### WHAT IS REQUIRED
Hunt through the entries for the word "serde" and copy each line in which it appears.

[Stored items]
Content starts
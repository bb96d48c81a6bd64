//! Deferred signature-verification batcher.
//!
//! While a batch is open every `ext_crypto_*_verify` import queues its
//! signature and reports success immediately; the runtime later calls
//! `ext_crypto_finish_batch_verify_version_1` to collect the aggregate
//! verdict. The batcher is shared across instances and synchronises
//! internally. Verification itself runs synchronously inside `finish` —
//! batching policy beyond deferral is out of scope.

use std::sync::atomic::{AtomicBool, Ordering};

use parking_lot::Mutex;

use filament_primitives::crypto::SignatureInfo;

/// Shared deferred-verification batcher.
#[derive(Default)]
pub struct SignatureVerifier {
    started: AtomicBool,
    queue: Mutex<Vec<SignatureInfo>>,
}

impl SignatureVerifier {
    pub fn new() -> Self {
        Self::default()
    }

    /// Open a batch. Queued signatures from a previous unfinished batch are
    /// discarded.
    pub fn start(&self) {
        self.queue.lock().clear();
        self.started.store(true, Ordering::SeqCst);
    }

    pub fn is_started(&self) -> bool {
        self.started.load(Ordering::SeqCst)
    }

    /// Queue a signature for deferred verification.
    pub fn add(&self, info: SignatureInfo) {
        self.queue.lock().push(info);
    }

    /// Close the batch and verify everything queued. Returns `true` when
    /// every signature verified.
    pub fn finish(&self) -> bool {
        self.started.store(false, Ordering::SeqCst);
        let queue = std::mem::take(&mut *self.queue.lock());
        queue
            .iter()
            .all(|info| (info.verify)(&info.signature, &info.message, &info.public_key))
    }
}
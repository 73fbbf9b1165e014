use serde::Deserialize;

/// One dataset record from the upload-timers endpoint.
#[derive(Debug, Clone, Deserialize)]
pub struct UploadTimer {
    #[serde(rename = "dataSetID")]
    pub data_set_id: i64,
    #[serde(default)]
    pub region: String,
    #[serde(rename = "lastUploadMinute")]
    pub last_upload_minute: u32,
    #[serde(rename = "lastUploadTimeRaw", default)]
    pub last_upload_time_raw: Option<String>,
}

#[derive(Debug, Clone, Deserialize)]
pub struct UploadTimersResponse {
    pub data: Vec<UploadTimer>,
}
Content ends
### REPLY TO THE TASK
use serde::Deserialize;
    #[serde(rename = "dataSetID")]
    #[serde(default)]
    #[serde(rename = "lastUploadMinute")]
    #[serde(rename = "lastUploadTimeRaw", default)]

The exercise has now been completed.